§ **What this task involves**:
Below are entries. Pull out all lines containing "digest".

§ **Dataset**:
....
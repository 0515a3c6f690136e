/// Length of an encoded Ed25519 public key.
pub const PUBLIC_KEY_LEN: usize = 32;
/// Length of an encoded Ed25519 signature.
pub const SIGNATURE_LEN: usize = 64;

/// Ed25519 signing key (private).
pub struct SigningKey(ed25519_dalek::SigningKey);

/// Ed25519 verifying key (public).
#[derive(Clone, PartialEq, Eq)]
pub struct VerifyingKey(ed25519_dalek::VerifyingKey);

/// Ed25519 signature.
#[derive(Clone, PartialEq, Eq)]
pub struct Signature(ed25519_dalek::Signature);

impl SigningKey {
    /// Generate a new random signing key.
    pub fn generate() -> Self {
        let mut csprng = rand::thread_rng();
        Self(ed25519_dalek::SigningKey::generate(&mut csprng))
    }

    /// Create from raw 32-byte secret.
    pub fn from_bytes(bytes: [u8; 32]) -> Self {
        Self(ed25519_dalek::SigningKey::from_bytes(&bytes))
    }

    /// The corresponding public verifying key.
    pub fn verifying_key(&self) -> VerifyingKey {
        VerifyingKey(self.0.verifying_key())
    }

    /// Sign a message (for records, the message is the content digest).
    pub fn sign(&self, message: &[u8]) -> Signature {
        use ed25519_dalek::Signer;
        Signature(self.0.sign(message))
    }

    /// Raw secret key bytes.
    pub fn as_bytes(&self) -> &[u8; 32] {
        self.0.as_bytes()
    }
}

impl VerifyingKey {
    /// Verify a signature on a message.
    pub fn verify(&self, message: &[u8], signature: &Signature) -> Result<(), SignatureError> {
        use ed25519_dalek::Verifier;
        self.0
            .verify(message, &signature.0)
            .map_err(|_| SignatureError::InvalidSignature)
    }

    /// Raw public key bytes.
    pub fn as_bytes(&self) -> [u8; PUBLIC_KEY_LEN] {
        self.0.to_bytes()
    }

    /// Decode a public key carried as an untyped byte field.
    pub fn from_slice(bytes: &[u8]) -> Result<Self, SignatureError> {
        let arr: [u8; PUBLIC_KEY_LEN] =
            bytes.try_into().map_err(|_| SignatureError::InvalidKey)?;
        let key =
            ed25519_dalek::VerifyingKey::from_bytes(&arr).map_err(|_| SignatureError::InvalidKey)?;
        Ok(Self(key))
    }
}

impl Signature {
    /// Raw signature bytes.
    pub fn to_bytes(&self) -> [u8; SIGNATURE_LEN] {
        self.0.to_bytes()
    }

    /// Decode a signature carried as an untyped byte field.
    pub fn from_slice(bytes: &[u8]) -> Result<Self, SignatureError> {
        let arr: [u8; SIGNATURE_LEN] = bytes
            .try_into()
            .map_err(|_| SignatureError::InvalidSignature)?;
        Ok(Self(ed25519_dalek::Signature::from_bytes(&arr)))
    }
}

impl std::fmt::Debug for SigningKey {
    fn fmt(&self, f: &mut std::fmt::Formatter<'_>) -> std::fmt::Result {
        write!(f, "SigningKey(<redacted>)")
    }
}

impl std::fmt::Debug for VerifyingKey {
    fn fmt(&self, f: &mut std::fmt::Formatter<'_>) -> std::fmt::Result {
        write!(f, "VerifyingKey({})", hex::encode(self.0.to_bytes()))
    }
}

impl std::fmt::Debug for Signature {
    fn fmt(&self, f: &mut std::fmt::Formatter<'_>) -> std::fmt::Result {
        write!(f, "Signature({}...)", hex::encode(&self.0.to_bytes()[..8]))
    }
}

/// Errors from signing operations.
#[derive(Debug, thiserror::Error, PartialEq, Eq)]
pub enum SignatureError {
    #[error("invalid signature")]
    InvalidSignature,
    #[error("invalid key")]
    InvalidKey,
}

#[cfg(test)]
mod tests {
    use super::*;

    #[test]
    fn sign_and_verify() {
        let sk = SigningKey::generate();
        let sig = sk.sign(b"digest bytes");
        assert!(sk.verifying_key().verify(b"digest bytes", &sig).is_ok());
    }

    #[test]
    fn verify_fails_on_wrong_message() {
        let sk = SigningKey::generate();
        let sig = sk.sign(b"correct");
        assert_eq!(
            sk.verifying_key().verify(b"wrong", &sig),
            Err(SignatureError::InvalidSignature)
        );
    }

    #[test]
    fn verify_fails_with_wrong_key() {
        let sk1 = SigningKey::generate();
        let sk2 = SigningKey::generate();
        let sig = sk1.sign(b"message");
        assert!(sk2.verifying_key().verify(b"message", &sig).is_err());
    }

    #[test]
    fn signature_bytes_roundtrip() {
        let sk = SigningKey::from_bytes([9; 32]);
        let sig = sk.sign(b"payload");
        let decoded = Signature::from_slice(&sig.to_bytes()).unwrap();
        assert_eq!(sig, decoded);
    }

    #[test]
    fn signature_from_short_slice_fails() {
        assert_eq!(
            Signature::from_slice(&[0u8; 10]),
            Err(SignatureError::InvalidSignature)
        );
    }

    #[test]
    fn verifying_key_bytes_roundtrip() {
        let vk = SigningKey::from_bytes([5; 32]).verifying_key();
        let decoded = VerifyingKey::from_slice(&vk.as_bytes()).unwrap();
        assert_eq!(vk, decoded);
    }

    #[test]
    fn verifying_key_wrong_length() {
        assert_eq!(
            VerifyingKey::from_slice(&[1, 2, 3]),
            Err(SignatureError::InvalidKey)
        );
    }

    #[test]
    fn same_secret_same_public_key() {
        let a = SigningKey::from_bytes([1; 32]);
        let b = SigningKey::from_bytes(*a.as_bytes());
        assert_eq!(a.verifying_key(), b.verifying_key());
    }

    #[test]
    fn debug_redacts_signing_key() {
        let debug = format!("{:?}", SigningKey::generate());
        assert!(debug.contains("redacted"));
    }
}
....
§ **Answer to the problem**:
    /// Sign a message (for records, the message is the content digest).
        let sig = sk.sign(b"digest bytes");
        assert!(sk.verifying_key().verify(b"digest bytes", &sig).is_ok());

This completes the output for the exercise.